The issue now is to what extent the experience has psychologically scarred Webb and Russell. Several things are in their favor. As miners—without tendencies toward claustrophobia and with a fair idea of what the rescue effort unfolding above them would have involved—there's no doubt they coped better than would a desk-bound worker in a similar crisis. Also crucial was their having each other for company. In those grim days between the accident and contact with rescuers, "these men, I suspect, would have confided in each other things they'd never previously told anyone . . . that's what the fear of death does," says Beverley Raphael, who heads a University of Western Sydney unit specializing in mental health issues arising from disasters. And as married men and fathers of three, Webb and Russell would have been sustained, Raphael suspects, by what she calls "attachment ideation"—the instinct, under stress, to dwell on loved ones and a determination to see them again.

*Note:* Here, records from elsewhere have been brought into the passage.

impl Sched {
    fn new() -> Self {
        Self {
            threads: Vec::new(),
            ready: Vec::new(),
            sleepers: Vec::new(),
            all: Vec::new(),
            destruction: Vec::new(),
            idle: None,
            initial: ThreadId(0),
            current: ThreadId(0),
            lock_holders: BTreeMap::new(),
            load_avg: Fixed::ZERO,
            next_tid: 1,
            ticks_since_yield: 0,
            idle_ticks: 0,
            kernel_ticks: 0,
            context_switches: 0,
        }
    }

    fn allocate_tid(&mut self) -> usize {
        let tid = self.next_tid;
        self.next_tid += 1;
        tid
    }

    /// Look up a live thread.
    ///
    /// # Panics
    /// Panics if the id does not name a live thread; queues must never hold
    /// stale ids.
    pub(crate) fn thread(&self, id: ThreadId) -> &Thread {
        self.threads
            .iter()
            .find(|t| t.id == id)
            .unwrap_or_else(|| panic!("{id} is not a live thread"))
    }

    pub(crate) fn thread_mut(&mut self, id: ThreadId) -> &mut Thread {
        self.threads
            .iter_mut()
            .find(|t| t.id == id)
            .unwrap_or_else(|| panic!("{id} is not a live thread"))
    }

    /// Insert into the ready queue, ordered by descending priority.
    /// A new arrival goes behind existing entries of equal priority, which
    /// preserves FIFO order among peers.
    pub(crate) fn insert_ready(&mut self, id: ThreadId) {
        let priority = self.thread(id).priority;
        let pos = self
            .ready
            .iter()
            .position(|&t| self.thread(t).priority < priority)
            .unwrap_or(self.ready.len());
        self.ready.insert(pos, id);
    }

    /// Remove and return the highest-priority ready thread.
    ///
    /// Selects the maximum by current priority rather than popping the
    /// front: a donation may have raised an entry after it was inserted.
    /// The first maximum wins, keeping FIFO order among equals.
    pub(crate) fn pop_max_ready(&mut self) -> Option<ThreadId> {
        if self.ready.is_empty() {
            return None;
        }
        let mut best = 0;
        for i in 1..self.ready.len() {
            if self.thread(self.ready[i]).priority > self.thread(self.ready[best]).priority {
                best = i;
            }
        }
        Some(self.ready.remove(best))
    }

    /// Highest priority currently on the ready queue.
    pub(crate) fn max_ready_priority(&self) -> Option<i32> {
        self.ready.iter().map(|&t| self.thread(t).priority).max()
    }

    /// Re-sort the ready queue by descending priority. Stable, so FIFO
    /// order among equals survives.
    pub(crate) fn resort_ready(&mut self) {
        let mut ready = std::mem::take(&mut self.ready);
        ready.sort_by_key(|&t| core::cmp::Reverse(self.thread(t).priority));
        self.ready = ready;
    }

    /// Free the records of threads that finished since the last switch.
    fn drain_destruction(&mut self) {
        while let Some(victim) = self.destruction.pop() {
            if let Some(pos) = self.threads.iter().position(|t| t.id == victim) {
                let record = self.threads.swap_remove(pos);
                log::debug!("reclaimed thread {} ({})", record.id, record.name);
            }
        }
    }
}
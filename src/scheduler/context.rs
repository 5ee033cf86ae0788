/*
 * Portable Context Switch
 *
 * On the real machine a context switch spills the callee-saved registers
 * into the outgoing thread's record and restores the incoming thread's.
 * This module is the portable stand-in: every kernel thread is backed by a
 * host thread that stays parked except while it is the Running thread, and
 * `switch_to` is a store + unpark + park handoff.
 *
 * The handoff protocol:
 * 1. The scheduler decides on `next` with the scheduler lock held, releases
 *    the lock, and calls switch_to.
 * 2. switch_to publishes `next` as the running thread and unparks its host.
 * 3. The outgoing host parks until it is published as running again.
 *
 * park/unpark carries a wake token, so the ordering of step 2 and 3 between
 * two threads cannot lose a wakeup; spurious wakeups are absorbed by
 * re-checking the published running id.
 *
 * Thread exit unwinds: `exit_thread` raises a private panic payload that
 * the entry trampoline catches, so the host thread's stack is torn down
 * normally before the final handoff. Any other panic escaping a thread body
 * is a kernel panic and aborts.
 */

use std::panic::{self, AssertUnwindSafe};
use std::sync::atomic::Ordering;
use std::sync::{Arc, Once};

use crate::intr;
use crate::scheduler::thread::{ThreadId, ThreadState};
use crate::scheduler::{self, KernelState};

/// Panic payload used to unwind a thread that called `exit_thread`.
pub(crate) struct ThreadExit;

static EXIT_HOOK: Once = Once::new();

/// Install a panic hook that stays silent for ThreadExit unwinds.
///
/// Chained in front of whatever hook was already installed, so real panics
/// still report normally. Installed once per process, at first kernel boot.
pub(crate) fn install_exit_hook() {
    EXIT_HOOK.call_once(|| {
        let previous = panic::take_hook();
        panic::set_hook(Box::new(move |info| {
            if info.payload().downcast_ref::<ThreadExit>().is_none() {
                previous(info);
            }
        }));
    });
}

/// Hand the CPU from `prev` to `next`.
///
/// Called by the scheduler with interrupts off and the scheduler lock
/// already released. If `prev` is dying this returns immediately so the
/// host thread can finish; otherwise it does not return until `prev` is
/// scheduled again.
pub(crate) fn switch_to(
    kernel: &Arc<KernelState>,
    prev: ThreadId,
    next: ThreadId,
    next_host: std::thread::Thread,
    prev_dying: bool,
) {
    kernel.running.store(next.0, Ordering::SeqCst);
    next_host.unpark();
    if prev_dying {
        return;
    }
    wait_until_running(kernel, prev);
}

/// Park until the scheduler publishes `me` as the running thread.
pub(crate) fn wait_until_running(kernel: &KernelState, me: ThreadId) {
    while kernel.running.load(Ordering::SeqCst) != me.0 {
        std::thread::park();
    }
}

/// Body of every spawned host thread.
///
/// Waits to be scheduled for the first time, enables interrupts (the
/// scheduler runs with them off), runs the thread function, and exits the
/// thread if the function returns without doing so itself.
pub(crate) fn trampoline(
    kernel: Arc<KernelState>,
    id: ThreadId,
    body: Box<dyn FnOnce() + Send + 'static>,
) {
    scheduler::set_current(kernel.clone(), id);
    wait_until_running(&kernel, id);

    intr::enable();
    match panic::catch_unwind(AssertUnwindSafe(body)) {
        Ok(()) => {}
        Err(payload) if payload.is::<ThreadExit>() => {}
        Err(payload) => {
            // a stray panic in kernel code is fatal, like any broken
            // kernel invariant
            let message = payload
                .downcast_ref::<&str>()
                .copied()
                .or_else(|| payload.downcast_ref::<String>().map(String::as_str))
                .unwrap_or("unknown panic payload");
            log::error!("kernel thread {id} panicked: {message}");
            std::process::abort();
        }
    }

    die(&kernel, id);
}

/// Begin unwinding the current thread. Caught by the trampoline.
pub(crate) fn begin_exit() -> ! {
    panic::panic_any(ThreadExit)
}

/// Final descheduling of a finished thread.
///
/// Detaches the thread from the all-threads list, marks it Dying, and hands
/// the CPU away for the last time. The record itself is reclaimed by the
/// next scheduling decision, never by this thread: its host is still
/// standing on state the record owns.
fn die(kernel: &Arc<KernelState>, id: ThreadId) {
    intr::disable();
    {
        let mut sched = kernel.sched.lock();
        sched.all.retain(|&t| t != id);
    }
    log::debug!("thread {id} exiting");
    scheduler::reschedule(kernel, ThreadState::Dying);
    // not reached as a scheduled thread: the handoff above was final
}
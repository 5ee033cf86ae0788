/*
 * Multi-Level Feedback Queue Recalculation
 *
 * In MLFQ mode the kernel owns every thread's priority and recomputes it
 * from two exponentially decaying statistics:
 *
 *     priority   = PRI_MAX - recent_cpu/4 - nice*2      (clamped)
 *     recent_cpu = (2*load_avg)/(2*load_avg + 1) * recent_cpu + nice
 *     load_avg   = (59/60)*load_avg + (1/60)*ready_threads
 *
 * All three run in 17.14 fixed point; the tick handler must not touch
 * floating point.
 *
 * Cadence: the running thread's recent_cpu grows by one every tick;
 * load_avg and every recent_cpu decay once per second; priorities are
 * recomputed every fourth tick, and the ready queue is re-sorted right
 * after so the queue order matches the new priorities.
 */

use crate::config::{PRI_MAX, PRI_MIN, TIME_SLICE};
use crate::fixed_point::Fixed;
use crate::scheduler::Sched;

/// Compute a thread's MLFQ priority, clamped to the valid range.
pub(crate) fn priority_for(recent_cpu: Fixed, nice: i32) -> i32 {
    (Fixed::from_int(PRI_MAX) - recent_cpu.div_int(4))
        .sub_int(nice * 2)
        .to_int_round()
        .clamp(PRI_MIN, PRI_MAX)
}

/// One tick of MLFQ bookkeeping. Called from the tick handler with the
/// scheduler lock held.
pub(crate) fn on_tick(sched: &mut Sched, timer_freq: u32, now: u64) {
    bump_recent_cpu(sched);

    if now % u64::from(timer_freq) == 0 {
        recalculate_load_avg(sched);
        recalculate_recent_cpu(sched);
    }
    if now % u64::from(TIME_SLICE) == 0 {
        recalculate_priorities(sched);
        sched.resort_ready();
    }
}

/// Charge the current tick to the running thread.
fn bump_recent_cpu(sched: &mut Sched) {
    let cur = sched.current;
    if Some(cur) == sched.idle {
        return;
    }
    let t = sched.thread_mut(cur);
    t.recent_cpu = t.recent_cpu.add_int(1);
}

/// Once per second: fold the ready-thread count into the load average.
fn recalculate_load_avg(sched: &mut Sched) {
    let mut ready_threads = sched.ready.len() as i32;
    if Some(sched.current) != sched.idle {
        ready_threads += 1;
    }
    sched.load_avg = next_load_avg(sched.load_avg, ready_threads);
    log::debug!("load_avg now {}", sched.load_avg);
}

pub(crate) fn next_load_avg(load_avg: Fixed, ready_threads: i32) -> Fixed {
    Fixed::from_int(59).div_int(60).mul(load_avg)
        + Fixed::from_int(1).div_int(60).mul_int(ready_threads)
}

/// Once per second: decay every thread's recent_cpu toward its nice value.
fn recalculate_recent_cpu(sched: &mut Sched) {
    let load_avg = sched.load_avg;
    for id in sched.all.clone() {
        let t = sched.thread_mut(id);
        t.recent_cpu = next_recent_cpu(t.recent_cpu, load_avg, t.nice);
    }
}

pub(crate) fn next_recent_cpu(recent_cpu: Fixed, load_avg: Fixed, nice: i32) -> Fixed {
    let twice_load = load_avg.mul_int(2);
    let decay = twice_load.div(twice_load.add_int(1));
    decay.mul(recent_cpu).add_int(nice)
}

/// Every fourth tick: recompute every thread's priority from its
/// statistics. In this mode base and effective priority are the same
/// thing; donation is not in play.
fn recalculate_priorities(sched: &mut Sched) {
    for id in sched.all.clone() {
        let t = sched.thread_mut(id);
        let priority = priority_for(t.recent_cpu, t.nice);
        t.priority = priority;
        t.base_priority = priority;
    }
}

#[cfg(test)]
mod tests {
    use super::*;

    #[test]
    fn fresh_thread_at_nice_zero_gets_pri_max() {
        assert_eq!(priority_for(Fixed::ZERO, 0), PRI_MAX);
    }

    #[test]
    fn priority_falls_with_recent_cpu_and_nice() {
        assert_eq!(priority_for(Fixed::from_int(40), 0), PRI_MAX - 10);
        assert_eq!(priority_for(Fixed::ZERO, 10), PRI_MAX - 20);
        assert_eq!(priority_for(Fixed::from_int(40), 10), PRI_MAX - 30);
    }

    #[test]
    fn priority_clamps_at_both_ends() {
        assert_eq!(priority_for(Fixed::from_int(4000), 20), PRI_MIN);
        assert_eq!(priority_for(Fixed::ZERO, -20), PRI_MAX);
    }

    #[test]
    fn load_avg_moves_a_sixtieth_toward_the_ready_count() {
        // from zero load with 60 ready threads, one step lands on exactly 1
        let one_step = next_load_avg(Fixed::ZERO, 60);
        assert_eq!(one_step.to_int_round(), 1);

        // with no ready threads the load decays geometrically
        let decayed = next_load_avg(Fixed::from_int(60), 0);
        assert_eq!(decayed.to_int_round(), 59);
    }

    #[test]
    fn recent_cpu_decay_shrinks_under_low_load() {
        // load_avg = 1 gives decay 2/3
        let load = Fixed::from_int(1);
        let next = next_recent_cpu(Fixed::from_int(60), load, 0);
        assert_eq!(next.to_int_round(), 40);
    }

    #[test]
    fn recent_cpu_folds_in_nice() {
        let next = next_recent_cpu(Fixed::ZERO, Fixed::ZERO, 5);
        assert_eq!(next.to_int(), 5);
    }

}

Though all these factors would have helped the pair stay calm while trapped, they may have little bearing on whether the men experience psychological ill effects in the future. "It wasn't in their interests to lose it [while they were underground]," says University of Queensland psychiatrist Brett McDermott, "but a lot of people, once they're in a safe place, experience a more intense emotional response." The danger for Webb and Russell is post-traumatic stress disorder, whose many and varied symptoms can take up to a decade to emerge. Relative levels of stoicism aren't pointers to the onset of this illness, which has its roots in the survival instinct common to all of us. "I've had several patients who've been buried alive," says psychiatrist McFarlane, "and it's an overwhelmingly intense experience. You might do everything you can to forget it, but the simplest things can revive the memory." Even a blanket on one's body can trigger the sensation of constriction and its frightening corollary, asphyxiation; darkness can become unbearable.
PTSD can manifest as alcoholism, disregard for one's health and deteriorating relationships. Nightmares may plague the miners, says disaster expert Raphael, as might survivor guilt connected with the death of their colleague, Larry Knight, 44, who was operating the machine to which Webb and Russell's cage was attached. And while their ordeal could yield lucrative media deals, they'll have to come to grips with forever being known as the two blokes who were stuck in the mine. When hauled out of the darkness, Webb and Russell will face a new world.